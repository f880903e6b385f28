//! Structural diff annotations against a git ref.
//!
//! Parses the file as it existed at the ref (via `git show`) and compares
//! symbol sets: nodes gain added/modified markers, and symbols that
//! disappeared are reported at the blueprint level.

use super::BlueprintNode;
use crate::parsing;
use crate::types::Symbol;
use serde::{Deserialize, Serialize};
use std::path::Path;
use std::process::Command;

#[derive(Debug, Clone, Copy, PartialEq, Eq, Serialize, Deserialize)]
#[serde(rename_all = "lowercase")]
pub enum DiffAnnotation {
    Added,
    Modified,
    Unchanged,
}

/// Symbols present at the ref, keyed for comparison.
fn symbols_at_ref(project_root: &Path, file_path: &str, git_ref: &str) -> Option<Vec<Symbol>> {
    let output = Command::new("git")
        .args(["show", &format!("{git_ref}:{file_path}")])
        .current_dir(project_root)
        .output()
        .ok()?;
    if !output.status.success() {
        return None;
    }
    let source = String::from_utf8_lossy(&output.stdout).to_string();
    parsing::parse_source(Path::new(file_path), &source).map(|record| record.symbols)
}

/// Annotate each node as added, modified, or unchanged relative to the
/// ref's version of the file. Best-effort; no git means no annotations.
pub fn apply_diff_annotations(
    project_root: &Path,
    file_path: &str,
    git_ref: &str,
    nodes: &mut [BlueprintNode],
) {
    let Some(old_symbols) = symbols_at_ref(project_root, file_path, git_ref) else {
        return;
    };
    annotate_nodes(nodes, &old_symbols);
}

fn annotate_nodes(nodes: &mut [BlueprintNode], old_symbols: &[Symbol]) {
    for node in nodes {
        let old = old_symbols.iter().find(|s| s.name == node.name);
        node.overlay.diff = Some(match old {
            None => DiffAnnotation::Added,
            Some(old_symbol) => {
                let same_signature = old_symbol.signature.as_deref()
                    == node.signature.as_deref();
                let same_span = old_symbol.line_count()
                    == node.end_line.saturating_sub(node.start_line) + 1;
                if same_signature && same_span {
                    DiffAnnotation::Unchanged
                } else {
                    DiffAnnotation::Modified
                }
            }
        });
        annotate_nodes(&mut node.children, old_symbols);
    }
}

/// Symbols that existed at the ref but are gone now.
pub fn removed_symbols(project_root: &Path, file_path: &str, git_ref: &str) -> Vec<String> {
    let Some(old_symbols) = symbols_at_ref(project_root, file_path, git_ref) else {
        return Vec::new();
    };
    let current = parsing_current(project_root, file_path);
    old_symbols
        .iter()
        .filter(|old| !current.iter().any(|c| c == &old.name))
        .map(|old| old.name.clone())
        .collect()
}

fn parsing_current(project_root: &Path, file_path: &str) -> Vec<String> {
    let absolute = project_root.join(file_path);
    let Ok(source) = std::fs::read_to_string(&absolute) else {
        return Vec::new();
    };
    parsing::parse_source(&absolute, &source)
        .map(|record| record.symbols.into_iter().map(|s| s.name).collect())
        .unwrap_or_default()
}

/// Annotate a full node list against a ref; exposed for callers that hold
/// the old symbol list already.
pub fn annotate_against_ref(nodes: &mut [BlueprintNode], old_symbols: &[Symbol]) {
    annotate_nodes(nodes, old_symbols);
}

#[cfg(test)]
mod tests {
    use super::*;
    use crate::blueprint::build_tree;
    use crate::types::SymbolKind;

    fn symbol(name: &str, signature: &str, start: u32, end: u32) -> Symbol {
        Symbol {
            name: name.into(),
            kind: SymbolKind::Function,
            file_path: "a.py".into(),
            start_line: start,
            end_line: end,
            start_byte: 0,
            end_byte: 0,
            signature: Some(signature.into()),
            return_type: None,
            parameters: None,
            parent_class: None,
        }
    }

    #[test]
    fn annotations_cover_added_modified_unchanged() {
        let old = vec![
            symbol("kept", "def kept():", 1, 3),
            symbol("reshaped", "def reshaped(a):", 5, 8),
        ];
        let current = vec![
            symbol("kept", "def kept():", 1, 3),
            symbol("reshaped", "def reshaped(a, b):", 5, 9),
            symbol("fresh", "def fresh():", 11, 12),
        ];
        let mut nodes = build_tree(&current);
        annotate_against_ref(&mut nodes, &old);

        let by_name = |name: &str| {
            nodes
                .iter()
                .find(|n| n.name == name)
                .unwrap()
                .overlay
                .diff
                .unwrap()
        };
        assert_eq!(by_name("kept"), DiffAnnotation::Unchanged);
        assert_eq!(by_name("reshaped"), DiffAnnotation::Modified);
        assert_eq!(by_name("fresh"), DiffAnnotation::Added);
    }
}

────────

Would you set down all the lines above, exactly and in full?

### EXERCISE SOLUTION
repository f880903e6b385f28
//! Structural diff annotations against a git ref.
//!
//! Parses the file as it existed at the ref (via `git show`) and compares
//! symbol sets: nodes gain added/modified markers, and symbols that
//! disappeared are reported at the blueprint level.

use super::BlueprintNode;
use crate::parsing;
use crate::types::Symbol;
use serde::{Deserialize, Serialize};
use std::path::Path;
use std::process::Command;

#[derive(Debug, Clone, Copy, PartialEq, Eq, Serialize, Deserialize)]
#[serde(rename_all = "lowercase")]
pub enum DiffAnnotation {
    Added,
    Modified,
    Unchanged,
}

/// Symbols present at the ref, keyed for comparison.
fn symbols_at_ref(project_root: &Path, file_path: &str, git_ref: &str) -> Option<Vec<Symbol>> {
    let output = Command::new("git")
        .args(["show", &format!("{git_ref}:{file_path}")])
        .current_dir(project_root)
        .output()
        .ok()?;
    if !output.status.success() {
        return None;
    }
    let source = String::from_utf8_lossy(&output.stdout).to_string();
    parsing::parse_source(Path::new(file_path), &source).map(|record| record.symbols)
}

/// Annotate each node as added, modified, or unchanged relative to the
/// ref's version of the file. Best-effort; no git means no annotations.
pub fn apply_diff_annotations(
    project_root: &Path,
    file_path: &str,
    git_ref: &str,
    nodes: &mut [BlueprintNode],
) {
    let Some(old_symbols) = symbols_at_ref(project_root, file_path, git_ref) else {
        return;
    };
    annotate_nodes(nodes, &old_symbols);
}

fn annotate_nodes(nodes: &mut [BlueprintNode], old_symbols: &[Symbol]) {
    for node in nodes {
        let old = old_symbols.iter().find(|s| s.name == node.name);
        node.overlay.diff = Some(match old {
            None => DiffAnnotation::Added,
            Some(old_symbol) => {
                let same_signature = old_symbol.signature.as_deref()
                    == node.signature.as_deref();
                let same_span = old_symbol.line_count()
                    == node.end_line.saturating_sub(node.start_line) + 1;
                if same_signature && same_span {
                    DiffAnnotation::Unchanged
                } else {
                    DiffAnnotation::Modified
                }
            }
        });
        annotate_nodes(&mut node.children, old_symbols);
    }
}

/// Symbols that existed at the ref but are gone now.
pub fn removed_symbols(project_root: &Path, file_path: &str, git_ref: &str) -> Vec<String> {
    let Some(old_symbols) = symbols_at_ref(project_root, file_path, git_ref) else {
        return Vec::new();
    };
    let current = parsing_current(project_root, file_path);
    old_symbols
        .iter()
        .filter(|old| !current.iter().any(|c| c == &old.name))
        .map(|old| old.name.clone())
        .collect()
}

fn parsing_current(project_root: &Path, file_path: &str) -> Vec<String> {
    let absolute = project_root.join(file_path);
    let Ok(source) = std::fs::read_to_string(&absolute) else {
        return Vec::new();
    };
    parsing::parse_source(&absolute, &source)
        .map(|record| record.symbols.into_iter().map(|s| s.name).collect())
        .unwrap_or_default()
}

/// Annotate a full node list against a ref; exposed for callers that hold
/// the old symbol list already.
pub fn annotate_against_ref(nodes: &mut [BlueprintNode], old_symbols: &[Symbol]) {
    annotate_nodes(nodes, old_symbols);
}

#[cfg(test)]
mod tests {
    use super::*;
    use crate::blueprint::build_tree;
    use crate::types::SymbolKind;

    fn symbol(name: &str, signature: &str, start: u32, end: u32) -> Symbol {
        Symbol {
            name: name.into(),
            kind: SymbolKind::Function,
            file_path: "a.py".into(),
            start_line: start,
            end_line: end,
            start_byte: 0,
            end_byte: 0,
            signature: Some(signature.into()),
            return_type: None,
            parameters: None,
            parent_class: None,
        }
    }

    #[test]
    fn annotations_cover_added_modified_unchanged() {
        let old = vec![
            symbol("kept", "def kept():", 1, 3),
            symbol("reshaped", "def reshaped(a):", 5, 8),
        ];
        let current = vec![
            symbol("kept", "def kept():", 1, 3),
            symbol("reshaped", "def reshaped(a, b):", 5, 9),
            symbol("fresh", "def fresh():", 11, 12),
        ];
        let mut nodes = build_tree(&current);
        annotate_against_ref(&mut nodes, &old);

        let by_name = |name: &str| {
            nodes
                .iter()
                .find(|n| n.name == name)
                .unwrap()
                .overlay
                .diff
                .unwrap()
        };
        assert_eq!(by_name("kept"), DiffAnnotation::Unchanged);
        assert_eq!(by_name("reshaped"), DiffAnnotation::Modified);
        assert_eq!(by_name("fresh"), DiffAnnotation::Added);
    }
}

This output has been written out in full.